**** Dataset entries ****
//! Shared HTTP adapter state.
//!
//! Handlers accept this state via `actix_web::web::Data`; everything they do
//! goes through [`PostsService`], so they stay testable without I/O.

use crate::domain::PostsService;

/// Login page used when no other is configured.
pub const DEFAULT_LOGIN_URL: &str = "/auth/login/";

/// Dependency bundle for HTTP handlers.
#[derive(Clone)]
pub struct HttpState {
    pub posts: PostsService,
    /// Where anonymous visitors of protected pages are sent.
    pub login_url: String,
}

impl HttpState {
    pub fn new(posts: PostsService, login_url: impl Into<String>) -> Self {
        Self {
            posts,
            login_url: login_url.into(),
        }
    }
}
****
**** Dataset entries ****
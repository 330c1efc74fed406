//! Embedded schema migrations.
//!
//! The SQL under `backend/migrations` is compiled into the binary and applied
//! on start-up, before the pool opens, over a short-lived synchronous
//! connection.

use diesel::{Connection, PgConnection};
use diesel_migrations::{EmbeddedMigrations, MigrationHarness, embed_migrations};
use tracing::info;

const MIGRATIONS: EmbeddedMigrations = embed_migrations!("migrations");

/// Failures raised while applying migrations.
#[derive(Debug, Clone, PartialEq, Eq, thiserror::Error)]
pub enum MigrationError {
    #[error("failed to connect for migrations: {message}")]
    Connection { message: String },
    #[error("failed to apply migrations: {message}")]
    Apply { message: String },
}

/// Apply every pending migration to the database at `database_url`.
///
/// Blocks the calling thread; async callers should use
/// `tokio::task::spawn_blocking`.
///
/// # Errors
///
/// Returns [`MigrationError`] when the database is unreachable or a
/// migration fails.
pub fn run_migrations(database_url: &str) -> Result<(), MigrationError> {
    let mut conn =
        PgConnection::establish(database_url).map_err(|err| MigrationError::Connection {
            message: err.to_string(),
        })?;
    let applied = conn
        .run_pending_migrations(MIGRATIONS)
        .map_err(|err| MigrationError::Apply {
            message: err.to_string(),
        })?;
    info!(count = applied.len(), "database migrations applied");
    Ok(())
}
****
● **Exercise**:
In the entries above, which lines hold the string "Clone"? Report all of them.

● **Solved exercise**:
#[derive(Clone)]
#[derive(Debug, Clone, PartialEq, Eq, thiserror::Error)]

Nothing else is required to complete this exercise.